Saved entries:
****************
//! Runtime secret resolution.
//!
//! Config stores env var NAMES only. [`resolve_secrets`] is called once at
//! startup and the result passed into constructors. Errors name the variable,
//! never the value, and `Debug` redacts.

use anyhow::{bail, Result};

use crate::AutoretrieveConfig;

#[derive(Clone)]
pub struct ResolvedSecrets {
    /// Base64 protobuf-encoded private key for the provider host. `None` =
    /// ephemeral identity.
    pub provider_identity_key: Option<String>,
}

impl std::fmt::Debug for ResolvedSecrets {
    fn fmt(&self, f: &mut std::fmt::Formatter<'_>) -> std::fmt::Result {
        f.debug_struct("ResolvedSecrets")
            .field(
                "provider_identity_key",
                &self.provider_identity_key.as_ref().map(|_| "<REDACTED>"),
            )
            .finish()
    }
}

/// Unset or blank counts as absent.
fn resolve_env(var_name: &str) -> Option<String> {
    match std::env::var(var_name) {
        Ok(v) if !v.trim().is_empty() => Some(v.trim().to_string()),
        _ => None,
    }
}

/// Resolve every secret named by `cfg`.
///
/// A configured `identity_key_env` is an explicit opt-in, so a missing
/// variable is an error rather than a silent fallback to an ephemeral key.
pub fn resolve_secrets(cfg: &AutoretrieveConfig) -> Result<ResolvedSecrets> {
    let name = cfg.provider.identity_key_env.trim();
    if name.is_empty() {
        return Ok(ResolvedSecrets {
            provider_identity_key: None,
        });
    }

    match resolve_env(name) {
        Some(key) => Ok(ResolvedSecrets {
            provider_identity_key: Some(key),
        }),
        None => bail!(
            "SECRETS_MISSING: required env var '{}' (provider identity key) is not set or empty",
            name
        ),
    }
}
//! Recording [`AnnouncementEngine`].
//!
//! Behaves like a real engine as far as the core can observe: it requires a
//! registered lister, pulls the entries for every `notify_put` through it,
//! and returns a distinct content-addressed id per advertisement. Failures
//! and latency are injectable per handle.

use std::collections::HashSet;
use std::sync::{Arc, Mutex, MutexGuard, PoisonError};
use std::time::Duration;

use ar_announce::{
    AnnounceError, AnnouncementEngine, ContextId, Metadata, Multihash, MultihashLister,
};
use async_trait::async_trait;
use cid::Cid;
use libp2p::{Multiaddr, PeerId};

/// Multicodec for dag-json.
const DAG_JSON: u64 = 0x0129;
/// Multicodec for the identity hash.
const IDENTITY: u64 = 0x00;

type BeforeList = Arc<dyn Fn(&ContextId) + Send + Sync>;

/// One observed `notify_put`, with the entries the lister produced for it.
#[derive(Debug, Clone, PartialEq, Eq)]
pub struct NotifyPutCall {
    pub context_id: ContextId,
    pub provider: PeerId,
    pub addrs: Vec<Multiaddr>,
    pub metadata: Metadata,
    pub entries: Vec<Multihash>,
    pub advertisement: Cid,
}

#[derive(Default)]
struct Inner {
    lister: Option<Arc<dyn MultihashLister>>,
    calls: Vec<NotifyPutCall>,
    attempts: u32,
    failing_handles: HashSet<String>,
    fail_all: bool,
}

#[derive(Default)]
pub struct RecordingEngine {
    inner: Mutex<Inner>,
    delay: Option<Duration>,
    before_list: Option<BeforeList>,
}

impl RecordingEngine {
    pub fn new() -> Self {
        Self::default()
    }

    /// Every publish returns a protocol error.
    pub fn failing() -> Self {
        let engine = Self::default();
        engine.lock().fail_all = true;
        engine
    }

    /// Publishes for `handle` return a protocol error.
    pub fn fail_for(self, handle: &str) -> Self {
        self.lock().failing_handles.insert(handle.to_string());
        self
    }

    /// Sleep this long inside every `notify_put`.
    pub fn with_delay(mut self, delay: Duration) -> Self {
        self.delay = Some(delay);
        self
    }

    /// Run `hook` between the publish request and the lister call.
    pub fn before_list(mut self, hook: impl Fn(&ContextId) + Send + Sync + 'static) -> Self {
        self.before_list = Some(Arc::new(hook));
        self
    }

    fn lock(&self) -> MutexGuard<'_, Inner> {
        self.inner.lock().unwrap_or_else(PoisonError::into_inner)
    }

    /// Successful publishes, in order.
    pub fn calls(&self) -> Vec<NotifyPutCall> {
        self.lock().calls.clone()
    }

    /// Every `notify_put`, including failed ones.
    pub fn attempts(&self) -> u32 {
        self.lock().attempts
    }

    pub fn has_lister(&self) -> bool {
        self.lock().lister.is_some()
    }
}

#[async_trait]
impl AnnouncementEngine for RecordingEngine {
    fn register_multihash_lister(&self, lister: Arc<dyn MultihashLister>) {
        self.lock().lister = Some(lister);
    }

    async fn notify_put(
        &self,
        context_id: &ContextId,
        provider: PeerId,
        addrs: &[Multiaddr],
        metadata: Metadata,
    ) -> Result<Cid, AnnounceError> {
        let lister = {
            let mut g = self.lock();
            g.attempts += 1;
            let handle = context_id.to_string();
            if g.fail_all || g.failing_handles.contains(&handle) {
                return Err(AnnounceError::protocol(format!("injected publish failure for {handle}")));
            }
            g.lister
                .clone()
                .ok_or_else(|| AnnounceError::protocol("no multihash lister registered"))?
        };

        if let Some(delay) = self.delay {
            tokio::time::sleep(delay).await;
        }
        if let Some(hook) = &self.before_list {
            hook(context_id);
        }

        let entries: Vec<Multihash> = lister.list(context_id).await?.collect();

        let mut g = self.lock();
        let seq = g.calls.len() as u64 + 1;
        let digest = Multihash::wrap(IDENTITY, &seq.to_be_bytes())
            .map_err(|e| AnnounceError::protocol(format!("advertisement id: {e}")))?;
        let advertisement = Cid::new_v1(DAG_JSON, digest);
        g.calls.push(NotifyPutCall {
            context_id: context_id.clone(),
            provider,
            addrs: addrs.to_vec(),
            metadata,
            entries,
            advertisement,
        });
        Ok(advertisement)
    }
}
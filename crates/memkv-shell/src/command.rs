// ---------------------------------------------------------------------------
// Command
// ---------------------------------------------------------------------------

use thiserror::Error;

/// A parsed, validated command ready to be executed by a [`Session`](crate::Session).
#[derive(Debug, Clone, PartialEq, Eq)]
pub enum Command {
    // Upsert
    Set { key: String, value: String },
    // Insert only if the key is absent
    Add { key: String, value: String },
    Get(String),
    Has(String),
    Del(String),
    // Keys whose value equals the argument
    Find(String),
    // Entries whose key starts with the argument
    Prefix(String),
    // Entries with from <= key < to
    Range { from: String, to: String },
    // Erase entries whose key starts with the argument
    Purge(String),
    List,
    Size,
    Empty,
    Help,
    Quit,
}

/// Why a line could not be turned into a [`Command`].
#[derive(Debug, Clone, PartialEq, Eq, Error)]
pub enum ParseError {
    /// Blank line or comment. Callers skip these silently.
    #[error("empty command")]
    Empty,

    #[error("unknown command: {0}")]
    UnknownCommand(String),

    #[error("usage: {usage}")]
    MissingArgument { command: &'static str, usage: &'static str },

    #[error("{command} takes no arguments")]
    UnexpectedArgument { command: &'static str },

    /// Raised by the line reader, not by [`Command::parse`].
    #[error("line is not valid UTF-8")]
    InvalidUtf8,
}

pub const HELP: &[&str] = &[
    "set <key> <value>   insert or overwrite",
    "add <key> <value>   insert only if absent",
    "get <key>           print value",
    "has <key>           true if key exists",
    "del <key>           remove key",
    "find <value>        keys holding value",
    "prefix <prefix>     entries whose key starts with prefix",
    "range <from> <to>   entries with from <= key < to",
    "purge <prefix>      remove entries whose key starts with prefix",
    "list                all entries",
    "size                number of entries",
    "empty               true if no entries",
    "help                this text",
    "quit                leave the shell",
];

impl Command {
    /// Parse one input line.
    ///
    /// The first word selects the command. For `set`/`add` the second word is
    /// the key and the remainder of the line (spaces included) is the value.
    /// Blank lines and lines starting with `#` yield [`ParseError::Empty`].
    pub fn parse(input: &str) -> Result<Command, ParseError> {
        let input = input.trim();
        if input.is_empty() || input.starts_with('#') {
            return Err(ParseError::Empty);
        }

        let (word, rest) = split_word(input);

        match word {
            "set" | "add" => {
                let (key, value) = split_word(rest);
                if key.is_empty() || value.is_empty() {
                    let (command, usage) = if word == "set" {
                        ("set", "set <key> <value>")
                    } else {
                        ("add", "add <key> <value>")
                    };
                    return Err(ParseError::MissingArgument { command, usage });
                }
                let (key, value) = (key.to_string(), value.to_string());
                Ok(if word == "set" {
                    Command::Set { key, value }
                } else {
                    Command::Add { key, value }
                })
            }
            "get" => single(rest, "get", "get <key>").map(Command::Get),
            "has" => single(rest, "has", "has <key>").map(Command::Has),
            "del" => single(rest, "del", "del <key>").map(Command::Del),
            "find" => whole(rest, "find", "find <value>").map(Command::Find),
            "prefix" => single(rest, "prefix", "prefix <prefix>").map(Command::Prefix),
            "purge" => single(rest, "purge", "purge <prefix>").map(Command::Purge),
            "range" => {
                let (from, to) = split_word(rest);
                if from.is_empty() || to.is_empty() || to.contains(char::is_whitespace) {
                    return Err(ParseError::MissingArgument {
                        command: "range",
                        usage: "range <from> <to>",
                    });
                }
                Ok(Command::Range {
                    from: from.to_string(),
                    to: to.to_string(),
                })
            }
            "list" | "ls" => bare(rest, "list", Command::List),
            "size" => bare(rest, "size", Command::Size),
            "empty" => bare(rest, "empty", Command::Empty),
            "help" | "?" => bare(rest, "help", Command::Help),
            "quit" | "exit" | "q" => bare(rest, "quit", Command::Quit),
            other => Err(ParseError::UnknownCommand(other.to_string())),
        }
    }
}

/// Split off the first whitespace-delimited word; the rest is trimmed.
fn split_word(input: &str) -> (&str, &str) {
    input
        .split_once(char::is_whitespace)
        .map(|(w, r)| (w, r.trim()))
        .unwrap_or((input, ""))
}

fn single(rest: &str, command: &'static str, usage: &'static str) -> Result<String, ParseError> {
    if rest.is_empty() || rest.contains(char::is_whitespace) {
        Err(ParseError::MissingArgument { command, usage })
    } else {
        Ok(rest.to_string())
    }
}

fn whole(rest: &str, command: &'static str, usage: &'static str) -> Result<String, ParseError> {
    if rest.is_empty() {
        Err(ParseError::MissingArgument { command, usage })
    } else {
        Ok(rest.to_string())
    }
}

fn bare(rest: &str, command: &'static str, cmd: Command) -> Result<Command, ParseError> {
    if rest.is_empty() {
        Ok(cmd)
    } else {
        Err(ParseError::UnexpectedArgument { command })
    }
}
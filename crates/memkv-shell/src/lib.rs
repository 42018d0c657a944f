//! memkv shell — line-oriented front end for a [`memkv_core::Store`].
//!
//! Each input line is parsed into a [`Command`], applied by a [`Session`],
//! and its output lines are written back. Parse errors are reported inline
//! and never end the session; only I/O failures do.

pub mod command;
pub mod session;

pub use command::{Command, ParseError};
pub use session::{Outcome, Session};

use memkv_core::config::ShellConfig;
use std::io::{BufRead, Write};
use thiserror::Error;

#[derive(Debug, Error)]
pub enum ShellError {
    #[error("IO error: {0}")]
    Io(#[from] std::io::Error),
}

/// Drive a session over `input` until end of input or `quit`.
///
/// The prompt is printed only when `interactive` is set. Returns the session
/// so callers can inspect the final store.
pub fn run<R, W>(
    config: &ShellConfig,
    mut input: R,
    mut output: W,
    interactive: bool,
) -> Result<Session, ShellError>
where
    R: BufRead,
    W: Write,
{
    let mut session = Session::new(config);
    let prompt = |output: &mut W| -> std::io::Result<()> {
        if interactive {
            write!(output, "{}", config.prompt)?;
            output.flush()?;
        }
        Ok(())
    };

    prompt(&mut output)?;
    let mut buf = Vec::new();
    loop {
        buf.clear();
        if input.read_until(b'\n', &mut buf)? == 0 {
            break;
        }
        // A line that is not UTF-8 is reported like a parse error.
        let (line, parsed) = match std::str::from_utf8(&buf) {
            Ok(text) => (text.to_string(), Command::parse(text)),
            Err(_) => (
                String::from_utf8_lossy(&buf).into_owned(),
                Err(ParseError::InvalidUtf8),
            ),
        };
        if config.echo_commands && parsed != Err(ParseError::Empty) {
            writeln!(output, "{}{}", config.prompt, line.trim())?;
        }

        match parsed {
            Ok(command) => match session.execute(command) {
                Outcome::Continue(lines) => {
                    for l in lines {
                        writeln!(output, "{l}")?;
                    }
                }
                Outcome::Quit => break,
            },
            Err(ParseError::Empty) => {}
            Err(err) => {
                tracing::debug!(error = %err, line = %line.trim_end(), "shell: parse error");
                writeln!(output, "error: {err}")?;
            }
        }
        prompt(&mut output)?;
    }

    output.flush()?;
    Ok(session)
}
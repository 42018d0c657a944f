//! Domain-specific assertion macros for memkv harnesses.
//!
//! These wrap `pretty_assertions` and add context-rich failure messages that
//! make it clear *which* store invariant was violated.

// ---------------------------------------------------------------------------
// Ordering assertions
// ---------------------------------------------------------------------------

/// Assert that a sequence of keys is strictly ascending (sorted, no
/// duplicates).
///
/// ```rust
/// assert_strictly_ascending!(store.keys());
/// ```
#[macro_export]
macro_rules! assert_strictly_ascending {
    ($keys:expr) => {{
        let keys: Vec<_> = $keys.into_iter().collect();
        if let Some(idx) = keys.windows(2).position(|w| w[0] >= w[1]) {
            panic!(
                "assert_strictly_ascending! failed at index {}:\n  {:?} >= {:?}\n  all keys: {:?}",
                idx,
                keys[idx],
                keys[idx + 1],
                keys
            );
        }
    }};
}

// ---------------------------------------------------------------------------
// Content assertions
// ---------------------------------------------------------------------------

/// Assert that a store holds exactly the given `(key, value)` entries, in
/// order.
///
/// ```rust
/// assert_entries!(store, [(1, "a"), (2, "b")]);
/// ```
#[macro_export]
macro_rules! assert_entries {
    ($store:expr, [$(($k:expr, $v:expr)),* $(,)?]) => {{
        let actual: Vec<_> = $store
            .iter()
            .map(|(k, v)| (k.clone(), v.clone()))
            .collect();
        // Same element type as `actual`; keys are taken as-is, values via `Into`.
        let mut expected = actual.clone();
        expected.clear();
        expected.extend([$(($k, $v.into())),*]);
        pretty_assertions::assert_eq!(actual, expected, "store entries differ");
    }};
}

/// Assert that a store has no entry for `key`.
#[macro_export]
macro_rules! assert_absent {
    ($store:expr, $key:expr) => {{
        let key = $key;
        if $store.key_exists(&key) {
            panic!(
                "assert_absent! failed: key {:?} is present with value {:?}",
                key,
                $store.find_by_key(&key)
            );
        }
    }};
}
//! memkv-core — ordered in-memory key-value store.
//!
//! This crate exposes the [`Store`] container together with the shared
//! configuration and error types used by the shell and the binary.
//!
//! # Layout
//!
//! ```text
//! store   ── Store<K, V>, Snapshot<K, V>, borrowing iterators
//! config  ── layered TOML configuration (shell + logging)
//! error   ── errors raised while loading configuration
//! ```
//!
//! The store itself never fails and never locks; see [`store`] for the
//! obligations placed on embeddings that share it between threads.

pub mod config;
pub mod error;
pub mod store;

pub use error::ConfigError;
pub use store::{Snapshot, Store};
use anyhow::Context;
use clap::Parser;
use std::io::{BufReader, IsTerminal};
use std::path::PathBuf;

#[derive(Parser)]
#[command(name = "memkv", about = "memkv — ordered in-memory key-value shell")]
struct Cli {
    /// Read configuration from this file instead of ~/.config/memkv/config.toml.
    #[arg(long, value_name = "PATH")]
    config: Option<PathBuf>,

    /// Run commands from a file instead of stdin.
    #[arg(long, value_name = "PATH")]
    script: Option<PathBuf>,

    /// Log at debug level to stderr (RUST_LOG still takes precedence).
    #[arg(long)]
    debug: bool,
}

fn main() -> anyhow::Result<()> {
    let cli = Cli::parse();

    let (config, load_error) = match &cli.config {
        Some(path) => {
            let config = memkv::Config::load_from(path)
                .with_context(|| format!("loading config from {}", path.display()))?;
            (config, None)
        }
        None => memkv::Config::load_or_defaults(),
    };
    memkv::logging::init(cli.debug, &config.logging.filter);
    if let Some(err) = load_error {
        tracing::warn!(error = %err, "ignoring user config, using defaults");
    }

    let stdout = std::io::stdout().lock();
    let session = match &cli.script {
        Some(path) => {
            let file = std::fs::File::open(path)
                .with_context(|| format!("opening script {}", path.display()))?;
            memkv::shell::run(&config.shell, BufReader::new(file), stdout, false)?
        }
        None => {
            let stdin = std::io::stdin();
            let interactive = stdin.is_terminal();
            memkv::shell::run(&config.shell, stdin.lock(), stdout, interactive)?
        }
    };

    tracing::info!(entries = session.store().len(), "session finished");
    Ok(())
}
****************
▶ [PROMPT] Using the data above, transcribe the lines that run from the line with "pub enum ShellError" to the line with "a parse error.", both ends kept, and output nothing else.

▶ [WRITTEN REPLY]
pub enum ShellError {
    #[error("IO error: {0}")]
    Io(#[from] std::io::Error),
}

/// Drive a session over `input` until end of input or `quit`.
///
/// The prompt is printed only when `interactive` is set. Returns the session
/// so callers can inspect the final store.
pub fn run<R, W>(
    config: &ShellConfig,
    mut input: R,
    mut output: W,
    interactive: bool,
) -> Result<Session, ShellError>
where
    R: BufRead,
    W: Write,
{
    let mut session = Session::new(config);
    let prompt = |output: &mut W| -> std::io::Result<()> {
        if interactive {
            write!(output, "{}", config.prompt)?;
            output.flush()?;
        }
        Ok(())
    };

    prompt(&mut output)?;
    let mut buf = Vec::new();
    loop {
        buf.clear();
        if input.read_until(b'\n', &mut buf)? == 0 {
            break;
        }
        // A line that is not UTF-8 is reported like a parse error.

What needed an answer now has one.